** Opening Dataset block **

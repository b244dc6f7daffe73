use std::{collections::HashMap, sync::Arc};

use async_trait::async_trait;
use sqlx::{FromRow, Postgres, QueryBuilder, Row};
use tracing::trace;

use crate::{
    analytics::domain::{
        filters::{Filter, MonthScope, TransactionPredicate},
        transactions::Transaction,
    },
    database::PostgresConnection,
    models::ProductTransactionRow,
};

/// The transaction attribute used to group results of
/// [`TransactionStore::group_sum`].
#[derive(Clone, Copy, Debug, Eq, PartialEq)]
pub enum GroupKey {
    Category,
    /// Groups are keyed by [`GroupKey::sold_value`].
    Sold,
}

impl GroupKey {
    /// The group key of sold or unsold transactions. Every store must key
    /// [`GroupKey::Sold`] groups with these values.
    pub fn sold_value(sold: bool) -> &'static str {
        if sold {
            "true"
        } else {
            "false"
        }
    }

    pub fn value_of(&self, transaction: &Transaction) -> String {
        match self {
            Self::Category => transaction.category.clone(),
            Self::Sold => Self::sold_value(transaction.sold).to_owned(),
        }
    }
}

/// The numeric attribute summed by [`TransactionStore::group_sum`].
#[derive(Clone, Copy, Debug, Eq, PartialEq)]
pub enum SumField {
    Price,
}

impl SumField {
    pub fn value_of(&self, transaction: &Transaction) -> f64 {
        match self {
            Self::Price => transaction.price,
        }
    }
}

/// The aggregate of one group.
#[derive(Clone, Copy, Debug, Default, PartialEq)]
pub struct GroupSum {
    /// The number of transactions in the group.
    pub count: u64,
    pub sum: f64,
}

pub type DynTransactionStore = Arc<dyn TransactionStore>;

/// Read access to the transaction catalog.
///
/// Implementations must be safe to query concurrently. None of the methods
/// modify the catalog.
#[async_trait]
pub trait TransactionStore: Send + Sync {
    /// Count the transactions matching a predicate.
    async fn count(&self, predicate: &TransactionPredicate) -> anyhow::Result<u64>;

    /// List the transactions matching a predicate in ascending ID order.
    ///
    /// # Arguments
    ///
    /// * `predicate` - The condition transactions must satisfy.
    /// * `skip` - The number of matching transactions to skip.
    /// * `limit` - The maximum number of transactions to return. If `None`,
    ///   every remaining match is returned.
    async fn scan(
        &self,
        predicate: &TransactionPredicate,
        skip: u64,
        limit: Option<u64>,
    ) -> anyhow::Result<Vec<Transaction>>;

    /// Group the transactions matching a predicate and aggregate each group.
    ///
    /// The default implementation folds the result of a full [`Self::scan`].
    /// Stores able to aggregate natively should override it.
    ///
    /// # Returns
    ///
    /// A mapping of group values to the group's row count and the sum of
    /// `sum_field`. Groups without matching transactions are absent.
    async fn group_sum(
        &self,
        predicate: &TransactionPredicate,
        group_key: GroupKey,
        sum_field: SumField,
    ) -> anyhow::Result<HashMap<String, GroupSum>> {
        let transactions = self.scan(predicate, 0, None).await?;

        Ok(fold_groups(&transactions, group_key, sum_field))
    }
}

/// Aggregate already loaded transactions into groups.
pub fn fold_groups(
    transactions: &[Transaction],
    group_key: GroupKey,
    sum_field: SumField,
) -> HashMap<String, GroupSum> {
    let mut groups: HashMap<String, GroupSum> = HashMap::new();

    for transaction in transactions {
        let group = groups.entry(group_key.value_of(transaction)).or_default();
        group.count += 1;
        group.sum += sum_field.value_of(transaction);
    }

    groups
}

#[derive(FromRow)]
struct GroupSumRow {
    group_value: String,
    row_count: i64,
    total: f64,
}

const TRANSACTION_COLUMNS: &str =
    "t.id, t.title, t.description, t.price, t.category, t.sold, t.date_of_sale, t.image";

/// Escape the pattern characters of `LIKE` so a term is matched literally.
fn escape_like(term: &str) -> String {
    let mut escaped = String::with_capacity(term.len());
    for character in term.chars() {
        if matches!(character, '\\' | '%' | '_') {
            escaped.push('\\');
        }
        escaped.push(character);
    }

    escaped
}

/// Append a `WHERE` clause implementing the predicate.
fn push_predicate(query_builder: &mut QueryBuilder<'_, Postgres>, predicate: &TransactionPredicate) {
    query_builder.push(" WHERE TRUE");

    if let Filter::TextOrPrice(term) = &predicate.filter {
        let pattern = format!("%{}%", escape_like(term.text()));

        query_builder
            .push(" AND (t.title ILIKE ")
            .push_bind(pattern.clone())
            .push(" OR t.description ILIKE ")
            .push_bind(pattern);

        if let Some(price) = term.price() {
            query_builder.push(" OR t.price = ").push_bind(price);
        }

        query_builder.push(")");
    }

    match &predicate.scope {
        MonthScope::None => (),
        MonthScope::AnyYear(month) => {
            // Sale dates without a value never match a month.
            query_builder
                .push(" AND EXTRACT(MONTH FROM t.date_of_sale AT TIME ZONE 'UTC') = ")
                .push_bind(month.number() as i32);
        }
        MonthScope::Window { start, end } => {
            query_builder
                .push(" AND t.date_of_sale >= ")
                .push_bind(*start)
                .push(" AND t.date_of_sale < ")
                .push_bind(*end);
        }
    }
}

fn group_column(group_key: GroupKey) -> String {
    match group_key {
        GroupKey::Category => "t.category".to_owned(),
        GroupKey::Sold => format!(
            "CASE WHEN t.sold THEN '{}' ELSE '{}' END",
            GroupKey::sold_value(true),
            GroupKey::sold_value(false)
        ),
    }
}

fn sum_column(sum_field: SumField) -> &'static str {
    match sum_field {
        SumField::Price => "t.price",
    }
}

/// Build the grouped aggregate behind [`TransactionStore::group_sum`].
fn group_sum_query(
    predicate: &TransactionPredicate,
    group_key: GroupKey,
    sum_field: SumField,
) -> QueryBuilder<'static, Postgres> {
    let mut query_builder = QueryBuilder::new("SELECT ");
    query_builder
        .push(group_column(group_key))
        .push(" AS group_value, COUNT(*) AS row_count, COALESCE(SUM(")
        .push(sum_column(sum_field))
        .push("), 0) AS total FROM product_transaction t");
    push_predicate(&mut query_builder, predicate);
    query_builder.push(" GROUP BY 1");

    query_builder
}

#[async_trait]
impl TransactionStore for PostgresConnection {
    async fn count(&self, predicate: &TransactionPredicate) -> anyhow::Result<u64> {
        trace!(?predicate, "Counting transactions.");

        let mut query_builder: QueryBuilder<'_, Postgres> =
            QueryBuilder::new("SELECT COUNT(*) FROM product_transaction t");
        push_predicate(&mut query_builder, predicate);

        let count: i64 = query_builder
            .build()
            .fetch_one(&**self)
            .await?
            .try_get(0)?;

        Ok(u64::try_from(count)?)
    }

    async fn scan(
        &self,
        predicate: &TransactionPredicate,
        skip: u64,
        limit: Option<u64>,
    ) -> anyhow::Result<Vec<Transaction>> {
        trace!(?predicate, skip, ?limit, "Scanning transactions.");

        let mut query_builder: QueryBuilder<'_, Postgres> = QueryBuilder::new("SELECT ");
        query_builder
            .push(TRANSACTION_COLUMNS)
            .push(" FROM product_transaction t");
        push_predicate(&mut query_builder, predicate);

        query_builder
            .push(" ORDER BY t.id OFFSET ")
            .push_bind(i64::try_from(skip)?);

        if let Some(limit) = limit {
            query_builder.push(" LIMIT ").push_bind(i64::try_from(limit)?);
        }

        let transactions = query_builder
            .build()
            .fetch_all(&**self)
            .await?
            .iter()
            .map(ProductTransactionRow::from_row)
            .collect::<Result<Vec<_>, sqlx::Error>>()?
            .into_iter()
            .map(Transaction::from)
            .collect();

        Ok(transactions)
    }

    async fn group_sum(
        &self,
        predicate: &TransactionPredicate,
        group_key: GroupKey,
        sum_field: SumField,
    ) -> anyhow::Result<HashMap<String, GroupSum>> {
        trace!(?predicate, ?group_key, ?sum_field, "Grouping transactions.");

        let mut query_builder = group_sum_query(predicate, group_key, sum_field);

        let rows = query_builder
            .build()
            .fetch_all(&**self)
            .await?
            .iter()
            .map(GroupSumRow::from_row)
            .collect::<Result<Vec<_>, sqlx::Error>>()?;

        rows.into_iter()
            .map(|row| -> anyhow::Result<(String, GroupSum)> {
                Ok((
                    row.group_value,
                    GroupSum {
                        count: u64::try_from(row.row_count)?,
                        sum: row.total,
                    },
                ))
            })
            .collect()
    }
}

** Closing Dataset block **

From the data above, copy each line that holds "start".

Finished task:
        MonthScope::Window { start, end } => {
                .push_bind(*start)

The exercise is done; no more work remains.